● Required work
Look through the material below. Return exactly the lines from the one with "self.line_index().offset_to_position(offset)" through the one with "the position; an", both included.

● Data to examine

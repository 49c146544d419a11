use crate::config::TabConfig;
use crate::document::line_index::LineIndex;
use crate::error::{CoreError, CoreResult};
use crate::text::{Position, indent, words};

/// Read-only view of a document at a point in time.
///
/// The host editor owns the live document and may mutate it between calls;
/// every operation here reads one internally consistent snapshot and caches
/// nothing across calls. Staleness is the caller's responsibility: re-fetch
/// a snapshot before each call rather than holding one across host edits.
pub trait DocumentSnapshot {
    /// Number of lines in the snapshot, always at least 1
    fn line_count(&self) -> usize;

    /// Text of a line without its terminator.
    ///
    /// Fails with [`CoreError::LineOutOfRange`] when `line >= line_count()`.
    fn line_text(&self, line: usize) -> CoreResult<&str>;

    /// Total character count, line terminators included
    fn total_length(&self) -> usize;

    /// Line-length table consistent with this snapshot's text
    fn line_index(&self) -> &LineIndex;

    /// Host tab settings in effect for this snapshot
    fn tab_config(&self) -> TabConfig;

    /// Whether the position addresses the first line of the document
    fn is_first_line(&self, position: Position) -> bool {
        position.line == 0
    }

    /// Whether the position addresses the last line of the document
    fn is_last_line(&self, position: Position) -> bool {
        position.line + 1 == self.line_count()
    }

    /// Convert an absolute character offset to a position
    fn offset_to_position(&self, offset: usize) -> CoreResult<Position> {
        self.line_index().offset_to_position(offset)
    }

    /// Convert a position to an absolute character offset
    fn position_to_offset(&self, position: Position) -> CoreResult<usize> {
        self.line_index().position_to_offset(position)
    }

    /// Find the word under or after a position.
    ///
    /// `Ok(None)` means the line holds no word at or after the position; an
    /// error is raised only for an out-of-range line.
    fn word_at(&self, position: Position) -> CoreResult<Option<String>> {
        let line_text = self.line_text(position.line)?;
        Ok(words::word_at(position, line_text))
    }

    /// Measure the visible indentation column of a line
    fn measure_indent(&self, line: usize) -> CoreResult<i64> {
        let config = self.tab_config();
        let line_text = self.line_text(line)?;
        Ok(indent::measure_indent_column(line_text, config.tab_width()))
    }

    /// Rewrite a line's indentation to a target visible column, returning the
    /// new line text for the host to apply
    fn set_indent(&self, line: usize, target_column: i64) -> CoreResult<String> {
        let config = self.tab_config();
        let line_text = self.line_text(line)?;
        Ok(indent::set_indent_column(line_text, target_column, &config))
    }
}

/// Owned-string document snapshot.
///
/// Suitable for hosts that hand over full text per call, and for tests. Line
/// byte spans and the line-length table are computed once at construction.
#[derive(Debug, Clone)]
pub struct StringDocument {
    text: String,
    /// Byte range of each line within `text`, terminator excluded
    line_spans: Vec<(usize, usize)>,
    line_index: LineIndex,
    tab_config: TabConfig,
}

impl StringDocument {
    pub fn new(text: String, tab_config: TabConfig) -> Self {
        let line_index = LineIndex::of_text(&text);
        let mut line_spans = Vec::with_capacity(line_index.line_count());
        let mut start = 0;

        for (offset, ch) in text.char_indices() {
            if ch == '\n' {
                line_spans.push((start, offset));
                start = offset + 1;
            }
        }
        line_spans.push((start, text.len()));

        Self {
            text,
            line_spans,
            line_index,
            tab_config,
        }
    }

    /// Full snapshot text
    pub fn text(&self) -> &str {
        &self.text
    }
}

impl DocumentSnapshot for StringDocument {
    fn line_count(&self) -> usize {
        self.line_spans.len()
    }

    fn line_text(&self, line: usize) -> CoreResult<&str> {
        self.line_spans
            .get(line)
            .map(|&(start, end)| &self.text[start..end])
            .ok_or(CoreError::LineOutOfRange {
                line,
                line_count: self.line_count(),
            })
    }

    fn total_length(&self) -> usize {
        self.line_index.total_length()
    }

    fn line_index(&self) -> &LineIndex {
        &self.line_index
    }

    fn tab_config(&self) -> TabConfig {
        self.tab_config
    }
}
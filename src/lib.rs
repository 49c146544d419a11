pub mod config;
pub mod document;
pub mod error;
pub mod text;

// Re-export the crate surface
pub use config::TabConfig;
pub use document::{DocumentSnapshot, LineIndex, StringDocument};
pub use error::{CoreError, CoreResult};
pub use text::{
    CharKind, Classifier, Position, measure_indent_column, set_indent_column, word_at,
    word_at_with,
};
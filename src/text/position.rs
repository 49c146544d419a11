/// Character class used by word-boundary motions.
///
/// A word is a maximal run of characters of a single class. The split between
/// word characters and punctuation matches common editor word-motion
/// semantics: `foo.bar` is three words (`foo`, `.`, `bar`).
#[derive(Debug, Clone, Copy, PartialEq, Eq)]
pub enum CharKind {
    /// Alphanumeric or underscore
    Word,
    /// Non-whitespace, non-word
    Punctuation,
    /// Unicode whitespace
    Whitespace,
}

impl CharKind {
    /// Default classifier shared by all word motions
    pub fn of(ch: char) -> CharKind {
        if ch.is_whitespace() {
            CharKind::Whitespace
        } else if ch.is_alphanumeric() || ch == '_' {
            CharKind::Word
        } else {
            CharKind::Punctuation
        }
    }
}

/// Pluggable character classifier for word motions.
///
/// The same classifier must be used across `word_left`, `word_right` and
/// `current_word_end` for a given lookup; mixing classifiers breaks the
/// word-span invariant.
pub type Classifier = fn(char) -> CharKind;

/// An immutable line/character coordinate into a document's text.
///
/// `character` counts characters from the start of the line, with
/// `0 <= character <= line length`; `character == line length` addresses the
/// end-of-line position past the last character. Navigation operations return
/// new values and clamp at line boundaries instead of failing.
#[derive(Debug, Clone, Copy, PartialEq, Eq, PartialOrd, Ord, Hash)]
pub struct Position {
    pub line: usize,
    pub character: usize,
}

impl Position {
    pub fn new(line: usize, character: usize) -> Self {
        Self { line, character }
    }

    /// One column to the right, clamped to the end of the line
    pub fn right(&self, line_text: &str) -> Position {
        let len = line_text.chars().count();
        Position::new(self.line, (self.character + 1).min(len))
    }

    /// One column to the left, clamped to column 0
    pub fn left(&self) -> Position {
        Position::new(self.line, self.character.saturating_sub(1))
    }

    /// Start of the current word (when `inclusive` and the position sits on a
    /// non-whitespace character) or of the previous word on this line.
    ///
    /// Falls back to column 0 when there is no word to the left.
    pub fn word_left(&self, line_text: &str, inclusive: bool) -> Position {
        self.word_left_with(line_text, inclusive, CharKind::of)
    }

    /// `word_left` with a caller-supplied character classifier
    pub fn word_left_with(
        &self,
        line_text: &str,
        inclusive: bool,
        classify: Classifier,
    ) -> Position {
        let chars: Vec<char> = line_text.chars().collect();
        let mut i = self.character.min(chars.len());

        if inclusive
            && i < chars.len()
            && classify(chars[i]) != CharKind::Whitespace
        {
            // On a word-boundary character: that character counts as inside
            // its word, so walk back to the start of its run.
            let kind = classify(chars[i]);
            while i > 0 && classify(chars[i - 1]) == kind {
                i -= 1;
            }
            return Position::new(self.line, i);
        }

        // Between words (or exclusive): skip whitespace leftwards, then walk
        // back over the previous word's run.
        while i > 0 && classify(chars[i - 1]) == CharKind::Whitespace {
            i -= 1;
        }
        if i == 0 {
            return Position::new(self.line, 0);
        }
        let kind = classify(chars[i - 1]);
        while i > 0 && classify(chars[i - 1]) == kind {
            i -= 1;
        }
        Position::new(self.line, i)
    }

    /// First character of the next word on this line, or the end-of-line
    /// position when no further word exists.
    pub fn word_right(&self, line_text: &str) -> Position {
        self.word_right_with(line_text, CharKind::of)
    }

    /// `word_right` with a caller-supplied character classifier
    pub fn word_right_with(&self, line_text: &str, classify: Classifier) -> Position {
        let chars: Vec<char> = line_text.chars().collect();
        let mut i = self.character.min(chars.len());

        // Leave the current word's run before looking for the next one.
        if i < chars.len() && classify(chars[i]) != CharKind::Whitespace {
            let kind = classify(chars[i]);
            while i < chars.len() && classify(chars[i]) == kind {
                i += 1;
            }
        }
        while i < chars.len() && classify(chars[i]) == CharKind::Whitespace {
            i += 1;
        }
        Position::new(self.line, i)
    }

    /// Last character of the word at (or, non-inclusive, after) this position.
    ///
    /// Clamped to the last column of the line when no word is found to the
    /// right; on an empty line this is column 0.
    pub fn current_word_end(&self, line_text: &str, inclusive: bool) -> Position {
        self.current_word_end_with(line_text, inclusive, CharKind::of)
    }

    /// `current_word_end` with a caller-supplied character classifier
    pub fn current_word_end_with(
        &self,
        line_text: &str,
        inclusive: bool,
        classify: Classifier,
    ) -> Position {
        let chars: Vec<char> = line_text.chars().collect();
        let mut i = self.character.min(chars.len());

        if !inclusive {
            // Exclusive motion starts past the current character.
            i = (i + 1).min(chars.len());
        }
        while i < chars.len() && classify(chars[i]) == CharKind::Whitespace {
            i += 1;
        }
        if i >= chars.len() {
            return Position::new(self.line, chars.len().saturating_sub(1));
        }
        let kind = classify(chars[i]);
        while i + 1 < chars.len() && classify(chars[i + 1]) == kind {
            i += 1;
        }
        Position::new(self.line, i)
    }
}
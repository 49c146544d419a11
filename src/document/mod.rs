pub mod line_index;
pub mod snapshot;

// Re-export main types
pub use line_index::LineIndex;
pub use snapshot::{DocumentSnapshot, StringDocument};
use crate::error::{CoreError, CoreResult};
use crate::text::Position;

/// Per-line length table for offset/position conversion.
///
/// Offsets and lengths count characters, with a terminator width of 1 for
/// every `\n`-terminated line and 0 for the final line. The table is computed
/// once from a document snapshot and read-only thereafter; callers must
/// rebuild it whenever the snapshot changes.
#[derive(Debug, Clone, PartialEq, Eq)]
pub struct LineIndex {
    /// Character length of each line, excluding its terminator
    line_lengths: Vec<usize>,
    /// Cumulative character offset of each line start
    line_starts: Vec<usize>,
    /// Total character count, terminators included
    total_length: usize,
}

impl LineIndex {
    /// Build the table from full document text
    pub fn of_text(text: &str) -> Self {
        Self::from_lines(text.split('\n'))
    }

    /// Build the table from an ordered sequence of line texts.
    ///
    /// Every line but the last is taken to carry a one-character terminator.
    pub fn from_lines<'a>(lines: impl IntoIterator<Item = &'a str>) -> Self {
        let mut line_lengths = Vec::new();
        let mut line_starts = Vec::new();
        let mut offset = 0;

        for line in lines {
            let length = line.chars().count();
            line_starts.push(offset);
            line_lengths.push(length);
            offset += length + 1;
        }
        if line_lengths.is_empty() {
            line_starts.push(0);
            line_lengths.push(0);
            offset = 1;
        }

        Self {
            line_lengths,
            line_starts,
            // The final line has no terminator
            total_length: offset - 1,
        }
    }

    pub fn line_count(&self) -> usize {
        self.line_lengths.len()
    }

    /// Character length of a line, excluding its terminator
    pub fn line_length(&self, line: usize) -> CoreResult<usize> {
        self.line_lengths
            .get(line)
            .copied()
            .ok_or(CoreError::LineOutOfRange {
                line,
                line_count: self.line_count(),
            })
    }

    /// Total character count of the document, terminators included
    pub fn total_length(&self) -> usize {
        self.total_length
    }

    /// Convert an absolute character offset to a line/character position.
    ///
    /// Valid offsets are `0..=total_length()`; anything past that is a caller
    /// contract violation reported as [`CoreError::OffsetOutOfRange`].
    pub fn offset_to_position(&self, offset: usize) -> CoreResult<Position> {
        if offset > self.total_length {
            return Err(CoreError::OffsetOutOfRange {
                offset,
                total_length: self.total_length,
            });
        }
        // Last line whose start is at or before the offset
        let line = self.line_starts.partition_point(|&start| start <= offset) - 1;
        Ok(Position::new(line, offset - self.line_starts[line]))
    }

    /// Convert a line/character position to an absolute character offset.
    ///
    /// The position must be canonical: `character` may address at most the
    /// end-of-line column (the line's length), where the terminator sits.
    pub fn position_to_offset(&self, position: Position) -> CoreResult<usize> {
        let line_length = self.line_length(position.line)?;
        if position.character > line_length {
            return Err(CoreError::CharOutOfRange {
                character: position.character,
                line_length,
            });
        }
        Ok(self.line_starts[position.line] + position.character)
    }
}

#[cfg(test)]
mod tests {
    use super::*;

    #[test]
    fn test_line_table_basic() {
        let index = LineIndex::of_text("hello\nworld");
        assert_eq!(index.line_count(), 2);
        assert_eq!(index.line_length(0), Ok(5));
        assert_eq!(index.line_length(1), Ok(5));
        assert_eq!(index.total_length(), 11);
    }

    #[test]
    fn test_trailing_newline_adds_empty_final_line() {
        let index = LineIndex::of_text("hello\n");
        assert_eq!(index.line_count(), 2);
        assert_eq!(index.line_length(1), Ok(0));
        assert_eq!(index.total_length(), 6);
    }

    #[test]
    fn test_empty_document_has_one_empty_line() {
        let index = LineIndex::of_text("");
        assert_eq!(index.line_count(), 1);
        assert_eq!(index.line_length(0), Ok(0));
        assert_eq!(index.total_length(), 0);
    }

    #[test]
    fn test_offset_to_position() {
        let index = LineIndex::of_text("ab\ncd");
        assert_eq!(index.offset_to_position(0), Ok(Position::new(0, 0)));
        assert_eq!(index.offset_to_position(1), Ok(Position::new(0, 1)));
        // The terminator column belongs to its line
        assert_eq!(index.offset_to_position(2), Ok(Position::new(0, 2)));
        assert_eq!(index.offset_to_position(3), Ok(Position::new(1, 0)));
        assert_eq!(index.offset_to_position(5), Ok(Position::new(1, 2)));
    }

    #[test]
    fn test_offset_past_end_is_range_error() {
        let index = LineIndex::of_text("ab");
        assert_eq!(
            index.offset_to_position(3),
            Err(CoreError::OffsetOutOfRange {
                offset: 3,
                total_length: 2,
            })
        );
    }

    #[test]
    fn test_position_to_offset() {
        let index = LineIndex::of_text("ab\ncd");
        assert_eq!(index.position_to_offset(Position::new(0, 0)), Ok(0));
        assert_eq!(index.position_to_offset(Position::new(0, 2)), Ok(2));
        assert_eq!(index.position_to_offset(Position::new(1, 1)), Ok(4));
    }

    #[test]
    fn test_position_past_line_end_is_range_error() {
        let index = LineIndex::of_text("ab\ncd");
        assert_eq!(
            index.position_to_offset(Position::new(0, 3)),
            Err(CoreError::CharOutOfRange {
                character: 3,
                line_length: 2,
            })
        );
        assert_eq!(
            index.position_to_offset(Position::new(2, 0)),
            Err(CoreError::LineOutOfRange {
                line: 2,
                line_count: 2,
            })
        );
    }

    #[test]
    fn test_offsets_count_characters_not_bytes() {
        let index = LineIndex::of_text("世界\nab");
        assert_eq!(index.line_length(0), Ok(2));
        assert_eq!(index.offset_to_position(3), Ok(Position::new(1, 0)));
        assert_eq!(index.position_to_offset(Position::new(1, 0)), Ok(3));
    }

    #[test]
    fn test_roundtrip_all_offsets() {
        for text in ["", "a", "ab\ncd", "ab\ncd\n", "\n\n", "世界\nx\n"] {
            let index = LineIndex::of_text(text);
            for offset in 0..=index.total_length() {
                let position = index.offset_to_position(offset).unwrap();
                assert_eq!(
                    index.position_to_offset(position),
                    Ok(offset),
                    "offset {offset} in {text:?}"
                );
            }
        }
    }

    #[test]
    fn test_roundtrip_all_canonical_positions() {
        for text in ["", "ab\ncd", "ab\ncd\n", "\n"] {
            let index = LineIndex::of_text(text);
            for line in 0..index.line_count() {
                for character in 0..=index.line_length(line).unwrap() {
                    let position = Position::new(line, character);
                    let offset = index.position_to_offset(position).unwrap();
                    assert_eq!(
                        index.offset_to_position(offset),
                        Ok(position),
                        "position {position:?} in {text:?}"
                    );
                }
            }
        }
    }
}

● Response for this exercise
        self.line_index().offset_to_position(offset)
    }

    /// Convert a position to an absolute character offset
    fn position_to_offset(&self, position: Position) -> CoreResult<usize> {
        self.line_index().position_to_offset(position)
    }

    /// Find the word under or after a position.
    ///
    /// `Ok(None)` means the line holds no word at or after the position; an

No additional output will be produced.